■ **TASK REQUIREMENTS**: Look through the records below for lines containing the string "struct", and report how many there are, nothing else.
*-*-*
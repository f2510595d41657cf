use chrono::{DateTime, Utc};
use schemars::JsonSchema;
use serde::{Deserialize, Serialize};

/// A curriculum unit with a fixed duration, containing courses and projects.
///
/// `duration` is signed and defaults to zero so that malformed stored shapes
/// still deserialize; the scheduler treats anything non-positive as an empty
/// range.
#[derive(Debug, Clone, Default, Serialize, Deserialize, JsonSchema, PartialEq, Eq)]
#[serde(rename_all = "camelCase")]
pub struct Module {
    #[serde(default)]
    pub name: String,
    #[serde(default)]
    pub duration: i64,
    #[serde(default)]
    pub courses: Vec<String>,
    #[serde(default)]
    pub projects: Vec<String>,
}

impl Module {
    #[must_use]
    pub fn new(name: impl Into<String>, duration: i64) -> Self {
        Self {
            name: name.into(),
            duration,
            ..Self::default()
        }
    }

    #[must_use]
    pub fn with_courses<I, S>(mut self, courses: I) -> Self
    where
        I: IntoIterator<Item = S>,
        S: Into<String>,
    {
        self.courses = courses.into_iter().map(Into::into).collect();
        self
    }

    #[must_use]
    pub fn with_projects<I, S>(mut self, projects: I) -> Self
    where
        I: IntoIterator<Item = S>,
        S: Into<String>,
    {
        self.projects = projects.into_iter().map(Into::into).collect();
        self
    }
}

/// The projection of a promotion consumed by the timeline scheduler.
#[derive(Debug, Clone, Default, Serialize, Deserialize, JsonSchema, PartialEq, Eq)]
#[serde(rename_all = "camelCase")]
pub struct PromotionPlan {
    #[serde(default)]
    pub weeks: i64,
    #[serde(default)]
    pub modules: Vec<Module>,
}

/// A cohort running a fixed curriculum over a bounded number of weeks.
#[derive(Debug, Clone, Serialize, Deserialize, JsonSchema, PartialEq, Eq)]
#[serde(rename_all = "camelCase")]
pub struct Promotion {
    pub id: String,
    pub name: String,
    pub weeks: i64,
    pub modules: Vec<Module>,
    pub created_at: DateTime<Utc>,
    pub updated_at: DateTime<Utc>,
}

impl Promotion {
    #[must_use]
    pub fn plan(&self) -> PromotionPlan {
        PromotionPlan {
            weeks: self.weeks,
            modules: self.modules.clone(),
        }
    }
}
*-*-*
■ **TASK RESULT**: 3